Olhando para os tempos idos, podemos constatar que os grandes estadistas como 
Marques do Pombal tinham plena consciência disso. Em tempos mais recentes Barão 
do Rio Branco, grande arquiteto da nação brasileira em seu atual sentido, soube como 
ninguém a suma importância da língua em selar a integridade territorial de um estado. 
 
 É claro que hoje nós vivemos num outro mundo com outras prioridades e outras 
exigências. A realidade geopolítica do mundo de hoje é irreconhecivelmente distinta da 
dos tempos do Marques e do Barão. Por conseguinte urge pensar em novas formas de 
formular a política linguística no Brasil, com vistas a nova ordem mundial que está ai e 
o importante papel reservado ao nosso país nesta nova ordem. 
 
Agradecimento: 
 
Sou grato ao CNPq pela concessão da bolsa de produtividade (Nº. de processo: 
301589/2009-7). 
 
Notas 
 
* O termo ‘política linguística’ comporta diferentes acepções, devido à ambiguidade 
inerente à palavra política, ambiguidade essa que é lexicalmente desfeita pelo menos em 
parte numa língua como o inglês que distingue entre ‘politics’ and ‘policy’. Mesmo no 
sentido de ‘language politics’ o termo ‘política linguística’ é muitas vezes confundido 
com ‘a política da linguistica’ (cf. Rajagopalan, 2008a). 
 
** Uma prova concreta dessa falta de planejamento linguístico pode ser encontrada 
numa matéria publicada no jornal Folha de São Paulo, do dia 5 de agosto de 2012. 

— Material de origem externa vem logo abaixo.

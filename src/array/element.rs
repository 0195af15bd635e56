use ArrayError::IncompatibleElementType as IET;

use super::{
    data_type::{encode_fixed_bytes, encode_fixed_unicode},
    ArrayError, DataType,
};

/// A trait representing an array element type.
pub trait Element: Sized {
    /// Validate the data type.
    ///
    /// # Errors
    /// Returns an [`ArrayError`] if the data type is incompatible with [`Element`].
    fn validate_data_type(data_type: &DataType) -> Result<(), ArrayError>;

    /// Encode a slice of elements into little-endian bytes.
    ///
    /// # Errors
    /// Returns an [`ArrayError`] if the data type is incompatible with [`Element`] or an element cannot be encoded.
    fn into_array_bytes(data_type: &DataType, elements: &[Self]) -> Result<Vec<u8>, ArrayError>;
}

/// A trait representing an owned array element type.
pub trait ElementOwned: Element {
    /// Decode little-endian bytes into a [`Vec<ElementOwned>`].
    ///
    /// # Errors
    /// Returns an [`ArrayError`] if the data type is incompatible with [`Element`].
    fn from_array_bytes(data_type: &DataType, bytes: &[u8]) -> Result<Vec<Self>, ArrayError>;
}

macro_rules! impl_element_pod {
    ($raw_type:ty, $pattern:pat) => {
        impl Element for $raw_type {
            fn validate_data_type(data_type: &DataType) -> Result<(), ArrayError> {
                if matches!(data_type, $pattern) {
                    Ok(())
                } else {
                    Err(IET)
                }
            }

            fn into_array_bytes(
                data_type: &DataType,
                elements: &[Self],
            ) -> Result<Vec<u8>, ArrayError> {
                Self::validate_data_type(data_type)?;
                Ok(elements.iter().flat_map(|e| e.to_le_bytes()).collect())
            }
        }

        impl ElementOwned for $raw_type {
            fn from_array_bytes(
                data_type: &DataType,
                bytes: &[u8],
            ) -> Result<Vec<Self>, ArrayError> {
                Self::validate_data_type(data_type)?;
                const SIZE: usize = std::mem::size_of::<$raw_type>();
                if bytes.len() % SIZE != 0 {
                    return Err(ArrayError::InvalidElementBytes(bytes.len(), SIZE));
                }
                Ok(bytes
                    .chunks_exact(SIZE)
                    .map(|chunk| {
                        let mut element = [0u8; SIZE];
                        element.copy_from_slice(chunk);
                        <$raw_type>::from_le_bytes(element)
                    })
                    .collect())
            }
        }
    };
}

impl_element_pod!(i8, DataType::Int8);
impl_element_pod!(i16, DataType::Int16);
impl_element_pod!(i32, DataType::Int32);
impl_element_pod!(i64, DataType::Int64);
impl_element_pod!(u8, DataType::UInt8);
impl_element_pod!(u16, DataType::UInt16);
impl_element_pod!(u32, DataType::UInt32);
impl_element_pod!(u64, DataType::UInt64);
impl_element_pod!(f32, DataType::Float32);
impl_element_pod!(f64, DataType::Float64);

impl Element for &str {
    fn validate_data_type(data_type: &DataType) -> Result<(), ArrayError> {
        if matches!(data_type, DataType::FixedUnicode(_) | DataType::FixedBytes(_)) {
            Ok(())
        } else {
            Err(IET)
        }
    }

    fn into_array_bytes(data_type: &DataType, elements: &[Self]) -> Result<Vec<u8>, ArrayError> {
        match data_type {
            DataType::FixedUnicode(length) => elements
                .iter()
                .map(|string| {
                    encode_fixed_unicode(string, *length)
                        .ok_or_else(|| ArrayError::ElementTooLong(string.to_string(), *length))
                })
                .collect::<Result<Vec<_>, _>>()
                .map(|elements| elements.concat()),
            DataType::FixedBytes(_) => {
                let elements: Vec<&[u8]> = elements.iter().map(|string| string.as_bytes()).collect();
                <&[u8]>::into_array_bytes(data_type, &elements)
            }
            _ => Err(IET),
        }
    }
}

impl Element for &[u8] {
    fn validate_data_type(data_type: &DataType) -> Result<(), ArrayError> {
        if matches!(data_type, DataType::FixedBytes(_)) {
            Ok(())
        } else {
            Err(IET)
        }
    }

    fn into_array_bytes(data_type: &DataType, elements: &[Self]) -> Result<Vec<u8>, ArrayError> {
        let DataType::FixedBytes(length) = data_type else {
            return Err(IET);
        };
        elements
            .iter()
            .map(|bytes| {
                encode_fixed_bytes(bytes, *length).ok_or_else(|| {
                    ArrayError::ElementTooLong(String::from_utf8_lossy(bytes).into_owned(), *length)
                })
            })
            .collect::<Result<Vec<_>, _>>()
            .map(|elements| elements.concat())
    }
}

#[cfg(test)]
mod tests {
    use super::*;

    #[test]
    fn element_pod() {
        let bytes = f64::into_array_bytes(&DataType::Float64, &[1.0, 3.14159]).unwrap();
        assert_eq!(bytes.len(), 16);
        assert_eq!(&bytes[..8], &1.0f64.to_le_bytes());
        assert_eq!(
            f64::from_array_bytes(&DataType::Float64, &bytes).unwrap(),
            vec![1.0, 3.14159]
        );
        assert!(matches!(
            i8::into_array_bytes(&DataType::UInt8, &[1]),
            Err(ArrayError::IncompatibleElementType)
        ));
        assert_eq!(
            i16::into_array_bytes(&DataType::Int16, &[-2]).unwrap(),
            vec![0xfe, 0xff]
        );
    }

    #[test]
    fn element_strings() {
        let unicode = <&str>::into_array_bytes(&DataType::FixedUnicode(11), &["hello world"]).unwrap();
        assert_eq!(unicode.len(), 44);
        assert_eq!(&unicode[..4], &[b'h', 0, 0, 0]);

        let bytes = <&[u8]>::into_array_bytes(&DataType::FixedBytes(11), &[b"hello world".as_slice()]).unwrap();
        assert_eq!(bytes, b"hello world");

        let padded = <&str>::into_array_bytes(&DataType::FixedBytes(4), &["ab"]).unwrap();
        assert_eq!(padded, b"ab\0\0");

        assert!(matches!(
            <&str>::into_array_bytes(&DataType::FixedUnicode(2), &["abc"]),
            Err(ArrayError::ElementTooLong(_, 2))
        ));
        assert!(<&str>::into_array_bytes(&DataType::Int8, &["a"]).is_err());
    }
}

Intitulada ‘Brasil de oportunidades faz curso de português ‘bombar’’, o corpo do texto 
na página C4 traz um alerta: “[...] o lado mais perverso da aparente bonança: falta de 
mão de obra qualificada”. E acrescenta: “É esse um dos motivos pelos quais a criação 
de novas vagas vem se esfriando. É também por isso que jovens estrangeiros mais 
escolarizados vêem perspectivas por aqui”. Desnecessário dizer que a situação descrita 
pelas redatoras da matéria nos dá motivos de preocupação. A maior ironia de tudo é a 
possibilidade acenada (ou pelo menos deixada em aberto), talvez não propositadamente, 
de que os jovens estrangeiros venham a não só aprender o idioma e, mas suprir a falta, 
quem diria, da mão de obra qualificada para atender à demanda criada pela vinda de 
outros jovens estrangeiros com objetivos de aprender a língua portuguesa e se ingressar 
no mercado de trabalho nacional. Felizmente, as autoras do texto jornalístico terminam 
seu texto com uma nota otimistista. “O consolo,” dizem elas, “é que a doença tem cura, 
desde que os governos se apressem” e arriscam um prazo para o tomada das medidas 
corretivas: ‘Essa janela se fecha daqui a mais ou menos dez anos”.